Meloni's regional win secures midterm boost
By securing Marche, Meloni consolidated her reputation for resilience in an unpredictable system
ROME – Italy’s autumn marathon of regional elections opened with a win for Prime Minister Giorgia Meloni, as her right-wing coalition secured victory in the central region of Marche, the only contest widely seen as competitive among the seven on the calendar.
Incumbent governor Francesco Acquaroli, from Meloni’s national conservative Brothers of Italy, was re-elected with 52.4% of the vote, according to the official results published on Tuesday. He defeated Democratic Party (PD) MEP Matteo Ricci, who was backed by almost the entire opposition spectrum: the PD, the populist Five Star Movement, the Greens-Left Alliance, and the centrist Italia Viva of former PM Matteo Renzi.

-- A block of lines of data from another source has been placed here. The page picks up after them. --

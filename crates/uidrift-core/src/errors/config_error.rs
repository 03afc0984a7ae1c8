//! Configuration errors.

use super::error_code::{self, UidriftErrorCode};

/// Errors that can occur during configuration loading and validation.
#[derive(Debug, thiserror::Error)]
pub enum ConfigError {
    #[error("Config file not found: {path}")]
    FileNotFound { path: String },

    #[error("Config parse error in {path}: {message}")]
    ParseError { path: String, message: String },

    #[error("Config validation failed for {field}: {message}")]
    ValidationFailed { field: String, message: String },

    #[error("Invalid config value for {field}: {message}")]
    InvalidValue { field: String, message: String },
}

impl UidriftErrorCode for ConfigError {
    fn error_code(&self) -> &'static str {
        error_code::CONFIG_ERROR
    }
}
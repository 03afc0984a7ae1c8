//! Shared collection aliases.

pub mod collections;

pub use collections::{FxHashMap, FxHashSet};
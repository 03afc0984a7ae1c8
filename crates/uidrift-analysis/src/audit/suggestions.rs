//! Tier- and framework-aware remediation suggestions.

use super::types::HealthMetrics;

/// User-facing hardcoded density at or above which advice is framework specific.
pub const SEVERE_DENSITY: f64 = 1.5;
/// Density at or above which the worst file is called out.
pub const MODERATE_DENSITY: f64 = 0.5;
/// Unique spacing values above which consolidation is suggested.
pub const SPACING_CONSOLIDATION_THRESHOLD: usize = 20;
/// Scores at or above this get a single aspirational suggestion.
pub const ASPIRATIONAL_SCORE: u32 = 90;

fn plural(n: usize, one: &str, many: &str) -> String {
    if n == 1 {
        format!("{n} {one}")
    } else {
        format!("{n} {many}")
    }
}

fn mentions(value: &Option<String>, needle: &str) -> bool {
    value
        .as_deref()
        .is_some_and(|v| v.to_ascii_lowercase().contains(needle))
}

/// Suggestions for a project with the given metrics and total score.
///
/// A perfect score yields one congratulation; a score of 90 or more yields
/// one "reach 100" nudge; anything lower gets the itemized list.
pub fn generate_suggestions(m: &HealthMetrics, score: u32) -> Vec<String> {
    if score >= 100 {
        return vec!["Perfect score. Your UI is fully aligned with its design system.".to_string()];
    }
    if score >= ASPIRATIONAL_SCORE {
        return vec![format!(
            "You're at {score}/100. Resolve the remaining {} to reach 100.",
            plural(m.total_drift_count, "drift signal", "drift signals")
        )];
    }

    let mut suggestions = Vec::new();
    let hardcoded = m.hardcoded_value_count.saturating_sub(m.vendored_drift_count);
    let density = hardcoded as f64 / m.component_count.max(1) as f64;
    let values = plural(hardcoded, "hardcoded value", "hardcoded values");

    if density >= SEVERE_DENSITY {
        // Tailwind, then MUI, then shadcn/ui.
        let advice = if mentions(&m.utility_framework, "tailwind") {
            format!("Extend your tailwind theme config with the colors and spacing behind {values}, then use the theme classes")
        } else if mentions(&m.design_system_library, "mui")
            || mentions(&m.design_system_library, "material")
        {
            format!("Move the colors behind {values} into theme.palette and reference them through the MUI theme")
        } else if m.shadcn_detected {
            format!("Replace {values} with your shadcn/ui theme variables and compose classes with the cn() utility")
        } else {
            format!("Add a design token file and replace {values} with token references")
        };
        suggestions.push(advice);
    } else if density >= MODERATE_DENSITY {
        let mut advice = format!("Replace {values} with design tokens");
        if let Some(worst) = &m.worst_file {
            advice.push_str(&format!(
                ", starting with {} ({})",
                worst.path,
                plural(worst.issue_count, "issue", "issues")
            ));
        }
        suggestions.push(advice);
    } else if density > 0.0 {
        let mut advice = format!("Nearly there: only {values} left to tokenize");
        if let Some(worst) = m.worst_file.as_ref().filter(|w| w.issue_count > 1) {
            advice.push_str(&format!(
                ", most of them in {} ({} issues)",
                worst.path, worst.issue_count
            ));
        }
        suggestions.push(advice);
    }

    if m.unused_token_count > 0 {
        suggestions.push(format!(
            "Remove or adopt {}",
            plural(m.unused_token_count, "unused token", "unused tokens")
        ));
    }
    if m.token_count == 0 && hardcoded > 0 {
        suggestions.push(
            "Add a token system (CSS variables, a tokens.json, or a theme config) so values have a single source"
                .to_string(),
        );
    }
    if m.unique_spacing_values > SPACING_CONSOLIDATION_THRESHOLD {
        suggestions.push(format!(
            "Consolidate {} unique spacing values into a spacing scale",
            m.unique_spacing_values
        ));
    }
    if m.unused_component_count > 0 {
        suggestions.push(format!(
            "Delete {}",
            plural(m.unused_component_count, "unused component", "unused components")
        ));
    }
    if m.repeated_pattern_count > 0 {
        suggestions.push(format!(
            "Extract {} into shared components",
            plural(m.repeated_pattern_count, "repeated pattern", "repeated patterns")
        ));
    }
    if m.deprecated_pattern_count > 0 {
        suggestions.push(format!(
            "Migrate away from {}",
            plural(m.deprecated_pattern_count, "deprecated pattern", "deprecated patterns")
        ));
    }

    suggestions
}
//! Declarative drift rules: ignore, promote, enforce.
//!
//! Rule patterns are compiled once per application. A pattern that fails to
//! compile is reported through the caller's warning callback and makes its
//! rule unable to match, so a broken filter never drops a signal.

pub mod compiled;
pub mod engine;
pub mod intents;
pub mod matcher;
pub mod pipeline;

pub use compiled::CompiledRule;
pub use engine::{apply_enforce_rules, apply_ignore_rules, apply_promote_rules, WarningSink};
pub use intents::apply_intents;
pub use matcher::{rule_matches, strip_line_suffix};
pub use pipeline::apply_drift_rules;
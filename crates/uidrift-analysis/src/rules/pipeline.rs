//! The configured rule pipeline: ignore, then promote, then enforce.

use std::time::Instant;

use uidrift_core::config::DriftRulesConfig;
use uidrift_core::models::DriftSignal;
use uidrift_core::tracing::metrics::RULE_APPLICATION_TIME;

use super::engine::{apply_enforce_rules, apply_ignore_rules, apply_promote_rules, WarningSink};

pub fn apply_drift_rules(
    drifts: Vec<DriftSignal>,
    config: &DriftRulesConfig,
    mut on_warning: WarningSink<'_, '_>,
) -> Vec<DriftSignal> {
    let start = Instant::now();
    let drifts = apply_ignore_rules(drifts, &config.ignore, on_warning.as_deref_mut());
    let drifts = apply_promote_rules(drifts, &config.promote, on_warning.as_deref_mut());
    let drifts = apply_enforce_rules(drifts, &config.enforce, on_warning.as_deref_mut());
    tracing::debug!(
        remaining = drifts.len(),
        { RULE_APPLICATION_TIME } = start.elapsed().as_micros() as u64,
        "drift rules applied"
    );
    drifts
}
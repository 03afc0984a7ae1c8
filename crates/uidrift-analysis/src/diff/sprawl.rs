//! Multiple UI frameworks in one codebase.

use serde_json::Value;

use uidrift_core::models::{DriftDetails, DriftSignal, DriftSource, DriftType, EntityType, Severity};

use super::types::DetectedFramework;

/// Framework names counted as UI frameworks, lowercase.
pub const KNOWN_UI_FRAMEWORKS: &[&str] = &[
    "react", "vue", "svelte", "angular", "solid", "preact", "lit", "stencil", "qwik", "ember",
    "alpine",
];

/// Entity id used for project-wide signals.
const PROJECT_ENTITY: &str = "project";

/// One warning when more than one distinct known UI framework is present.
/// The first detected framework is suggested as the primary.
pub fn check_framework_sprawl(frameworks: &[DetectedFramework]) -> Option<DriftSignal> {
    let mut ui: Vec<&DetectedFramework> = Vec::new();
    for f in frameworks {
        let name = f.name.trim().to_ascii_lowercase();
        if KNOWN_UI_FRAMEWORKS.contains(&name.as_str())
            && !ui.iter().any(|u| u.name.trim().eq_ignore_ascii_case(&name))
        {
            ui.push(f);
        }
    }
    if ui.len() < 2 {
        return None;
    }

    let names: Vec<String> = ui.iter().map(|f| f.name.trim().to_ascii_lowercase()).collect();
    let listed: Vec<String> = ui
        .iter()
        .map(|f| match &f.version {
            Some(v) => format!("{} {}", f.name.trim(), v),
            None => f.name.trim().to_string(),
        })
        .collect();
    let primary = ui[0].name.trim();

    let source = DriftSource {
        entity_type: EntityType::Component,
        entity_id: PROJECT_ENTITY.to_string(),
        entity_name: PROJECT_ENTITY.to_string(),
        location: "package.json".to_string(),
    };

    Some(
        DriftSignal::new(
            DriftType::FrameworkSprawl,
            Severity::Warning,
            source,
            format!(
                "{} UI frameworks detected: {}",
                ui.len(),
                listed.join(", ")
            ),
        )
        .qualified(&names.join("+"))
        .with_details(DriftDetails {
            expected: Some(Value::String(primary.to_string())),
            actual: Some(Value::String(names.join(", "))),
            suggestions: Some(vec![format!(
                "Consolidate on {primary} and migrate the remaining components"
            )]),
            ..Default::default()
        }),
    )
}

Marche is the first region to vote this autumn, followed by Calabria on 5 and 6 October, Tuscany on 12 and 13 October, and in Puglia, Veneto, and Campania on 23 and 24 November. While Tuscany and the southern regions of Puglia and Campania are expected to stay centre-left strongholds, with Veneto in the north and Calabria in the south safely in right-wing hands, the Marche region stood out as the only genuinely competitive race.
A loss there would have been read as a national setback for Meloni. Instead, the victory bolsters the perception that her government, which has been in office since 2022, remains firmly in control.
“Marche were realistically the one region that could tip the balance in these elections,” political analyst Lorenzo Pregliasco told Euractiv, adding that the three-to-three split between both blocs demonstrates that the centre-left failed to mobilise a credible alternative against Meloni.
A vote for continuity
For Meloni, the outcome adds to the aura of stability she has cultivated.
Italy has had 68 governments since 1948, none of which completed a full five-year term. With nearly three years in power, Meloni’s cabinet is already the fourth-longest lasting in the Republic’s history.
For the right, the win is also a chance to frame the opposition as divided and unconvincing. “The left wanted to turn these elections into a national test against Meloni,” said Antonio Baldelli, an MP of Brothers of Italy from Marche.
“Voters saw that alliance for what it is: a patchwork of parties united only by their opposition to Meloni. You don’t govern a region with hatred or opposition for its own sake.”
Opposition soul-searching
Despite the unprecedented unity of opposition forces, the alliance failed to present itself as a credible alternative.
“The citizens of Marche have chosen continuity,” Augusto Curti, a PD lawmaker from the region, said. “The centre-left must continue on the coalition path but also find new energy and participation, especially to fight against dramatic levels of abstention.”
As voters in Calabria, Tuscany, Puglia, Veneto, and Campania prepare to cast their ballots, the overall balance between right and left is unlikely to shift. But by securing Marche, Meloni consolidated her reputation for resilience in an unpredictable system.